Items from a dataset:
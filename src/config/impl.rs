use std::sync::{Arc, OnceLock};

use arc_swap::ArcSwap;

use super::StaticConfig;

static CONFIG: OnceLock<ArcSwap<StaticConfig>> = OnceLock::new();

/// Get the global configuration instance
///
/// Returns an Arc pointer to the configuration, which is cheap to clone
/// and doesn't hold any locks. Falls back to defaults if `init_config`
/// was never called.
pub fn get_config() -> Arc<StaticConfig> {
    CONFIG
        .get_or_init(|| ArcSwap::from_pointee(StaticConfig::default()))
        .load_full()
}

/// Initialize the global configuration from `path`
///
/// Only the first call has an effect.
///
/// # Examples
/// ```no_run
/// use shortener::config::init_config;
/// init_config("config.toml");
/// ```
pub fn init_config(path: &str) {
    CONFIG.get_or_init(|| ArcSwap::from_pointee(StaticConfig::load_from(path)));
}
==
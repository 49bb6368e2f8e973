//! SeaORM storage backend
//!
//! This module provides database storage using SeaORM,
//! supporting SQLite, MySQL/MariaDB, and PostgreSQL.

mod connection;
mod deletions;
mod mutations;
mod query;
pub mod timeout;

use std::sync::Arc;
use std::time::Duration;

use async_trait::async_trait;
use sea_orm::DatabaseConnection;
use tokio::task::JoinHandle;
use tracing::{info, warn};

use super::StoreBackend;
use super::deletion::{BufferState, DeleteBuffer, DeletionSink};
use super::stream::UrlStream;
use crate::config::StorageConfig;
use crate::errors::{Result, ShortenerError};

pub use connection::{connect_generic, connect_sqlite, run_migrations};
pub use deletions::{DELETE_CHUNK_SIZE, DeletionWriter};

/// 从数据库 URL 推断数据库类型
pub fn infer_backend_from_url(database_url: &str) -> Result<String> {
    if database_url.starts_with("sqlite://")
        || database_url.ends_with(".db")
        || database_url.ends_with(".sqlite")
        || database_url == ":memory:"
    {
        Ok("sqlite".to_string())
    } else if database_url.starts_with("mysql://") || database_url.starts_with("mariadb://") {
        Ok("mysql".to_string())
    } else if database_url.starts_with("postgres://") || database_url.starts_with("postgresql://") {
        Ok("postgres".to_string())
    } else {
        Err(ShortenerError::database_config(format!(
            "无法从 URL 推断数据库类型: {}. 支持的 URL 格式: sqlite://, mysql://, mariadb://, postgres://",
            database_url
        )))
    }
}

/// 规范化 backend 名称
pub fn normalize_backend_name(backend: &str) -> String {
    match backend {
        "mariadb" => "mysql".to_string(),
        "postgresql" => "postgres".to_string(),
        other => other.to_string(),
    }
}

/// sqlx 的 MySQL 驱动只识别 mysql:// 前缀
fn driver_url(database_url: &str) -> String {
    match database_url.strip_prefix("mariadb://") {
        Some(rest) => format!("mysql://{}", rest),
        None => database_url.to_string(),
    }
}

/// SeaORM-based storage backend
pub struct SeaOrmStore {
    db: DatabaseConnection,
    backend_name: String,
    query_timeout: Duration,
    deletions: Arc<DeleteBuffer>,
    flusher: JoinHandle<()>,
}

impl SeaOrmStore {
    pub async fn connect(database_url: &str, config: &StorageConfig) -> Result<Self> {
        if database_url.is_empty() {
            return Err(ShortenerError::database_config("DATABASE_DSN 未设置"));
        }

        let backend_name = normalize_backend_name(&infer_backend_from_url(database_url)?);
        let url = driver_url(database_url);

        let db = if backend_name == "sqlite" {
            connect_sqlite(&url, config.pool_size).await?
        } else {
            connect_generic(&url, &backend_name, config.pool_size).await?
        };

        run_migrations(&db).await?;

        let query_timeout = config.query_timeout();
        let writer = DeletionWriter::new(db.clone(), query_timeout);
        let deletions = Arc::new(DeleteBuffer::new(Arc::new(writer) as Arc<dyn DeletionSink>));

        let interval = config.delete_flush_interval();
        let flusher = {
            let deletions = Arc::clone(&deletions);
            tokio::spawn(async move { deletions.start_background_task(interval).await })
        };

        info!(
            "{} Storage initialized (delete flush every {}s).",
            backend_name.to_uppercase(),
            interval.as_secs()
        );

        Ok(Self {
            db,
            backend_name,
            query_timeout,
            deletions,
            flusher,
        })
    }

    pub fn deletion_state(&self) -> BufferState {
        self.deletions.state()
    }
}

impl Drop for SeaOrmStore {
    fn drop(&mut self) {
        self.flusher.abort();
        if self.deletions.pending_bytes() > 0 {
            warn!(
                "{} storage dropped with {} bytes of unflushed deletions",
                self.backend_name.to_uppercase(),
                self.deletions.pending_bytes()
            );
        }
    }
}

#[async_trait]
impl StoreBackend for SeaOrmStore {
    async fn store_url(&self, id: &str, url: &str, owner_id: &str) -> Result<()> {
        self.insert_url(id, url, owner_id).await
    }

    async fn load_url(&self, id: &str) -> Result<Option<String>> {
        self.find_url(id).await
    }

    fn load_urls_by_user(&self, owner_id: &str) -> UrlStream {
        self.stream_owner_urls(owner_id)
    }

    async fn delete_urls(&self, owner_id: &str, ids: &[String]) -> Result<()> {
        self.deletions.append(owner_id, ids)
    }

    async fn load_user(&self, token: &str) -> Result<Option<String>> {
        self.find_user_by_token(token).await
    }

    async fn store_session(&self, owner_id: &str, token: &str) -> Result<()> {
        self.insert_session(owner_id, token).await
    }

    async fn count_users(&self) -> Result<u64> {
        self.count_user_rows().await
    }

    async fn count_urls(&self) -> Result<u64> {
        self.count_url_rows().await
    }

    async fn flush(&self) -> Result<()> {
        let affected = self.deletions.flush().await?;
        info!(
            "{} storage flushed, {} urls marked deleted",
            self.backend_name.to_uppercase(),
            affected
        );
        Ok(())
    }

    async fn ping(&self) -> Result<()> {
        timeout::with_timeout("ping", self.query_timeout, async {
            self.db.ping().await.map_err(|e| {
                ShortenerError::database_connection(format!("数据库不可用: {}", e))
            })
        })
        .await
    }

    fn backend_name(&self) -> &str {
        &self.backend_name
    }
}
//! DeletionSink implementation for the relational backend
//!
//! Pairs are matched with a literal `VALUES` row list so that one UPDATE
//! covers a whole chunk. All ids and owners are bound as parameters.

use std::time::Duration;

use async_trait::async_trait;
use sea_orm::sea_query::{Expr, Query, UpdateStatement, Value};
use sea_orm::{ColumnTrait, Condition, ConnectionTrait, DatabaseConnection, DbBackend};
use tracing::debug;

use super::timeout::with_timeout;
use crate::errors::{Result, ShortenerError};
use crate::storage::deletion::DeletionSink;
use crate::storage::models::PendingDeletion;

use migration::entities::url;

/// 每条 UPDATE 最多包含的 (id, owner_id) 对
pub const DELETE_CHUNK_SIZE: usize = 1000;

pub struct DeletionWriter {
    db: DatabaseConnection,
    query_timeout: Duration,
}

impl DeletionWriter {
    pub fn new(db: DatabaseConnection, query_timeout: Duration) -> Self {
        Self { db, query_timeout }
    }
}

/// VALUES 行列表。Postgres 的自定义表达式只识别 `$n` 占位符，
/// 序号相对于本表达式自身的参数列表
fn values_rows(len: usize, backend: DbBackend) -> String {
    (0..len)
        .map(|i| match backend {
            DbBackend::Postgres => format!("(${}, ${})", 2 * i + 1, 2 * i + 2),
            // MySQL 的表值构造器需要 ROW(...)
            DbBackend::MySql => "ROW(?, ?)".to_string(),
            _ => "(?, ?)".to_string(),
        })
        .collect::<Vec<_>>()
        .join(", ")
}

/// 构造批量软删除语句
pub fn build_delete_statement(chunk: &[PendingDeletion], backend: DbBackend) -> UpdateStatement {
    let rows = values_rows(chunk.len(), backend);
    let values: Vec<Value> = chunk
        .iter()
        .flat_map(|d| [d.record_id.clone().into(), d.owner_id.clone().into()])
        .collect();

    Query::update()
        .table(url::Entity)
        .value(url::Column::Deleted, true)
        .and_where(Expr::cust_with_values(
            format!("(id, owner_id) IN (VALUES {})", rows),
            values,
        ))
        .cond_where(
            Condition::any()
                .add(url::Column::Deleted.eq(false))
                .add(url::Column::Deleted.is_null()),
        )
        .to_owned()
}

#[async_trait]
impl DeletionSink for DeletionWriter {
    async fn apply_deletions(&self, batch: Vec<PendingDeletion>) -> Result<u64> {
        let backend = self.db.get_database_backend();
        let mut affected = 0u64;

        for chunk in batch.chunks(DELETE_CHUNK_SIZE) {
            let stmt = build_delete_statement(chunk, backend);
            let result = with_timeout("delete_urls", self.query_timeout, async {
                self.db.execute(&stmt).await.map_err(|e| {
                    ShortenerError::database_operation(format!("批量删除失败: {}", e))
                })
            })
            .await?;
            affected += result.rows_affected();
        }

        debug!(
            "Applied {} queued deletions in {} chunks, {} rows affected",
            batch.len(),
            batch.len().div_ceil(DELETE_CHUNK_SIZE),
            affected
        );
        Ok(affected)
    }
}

Activity: In the records above, the line with "filename src/config/impl.rs" marks the start and the line with "cheap to clone" marks the end; copy that stretch exactly, both lines included, and nothing else.

Output for this exercise:
filename src/config/impl.rs
use std::sync::{Arc, OnceLock};

use arc_swap::ArcSwap;

use super::StaticConfig;

static CONFIG: OnceLock<ArcSwap<StaticConfig>> = OnceLock::new();

/// Get the global configuration instance
///
/// Returns an Arc pointer to the configuration, which is cheap to clone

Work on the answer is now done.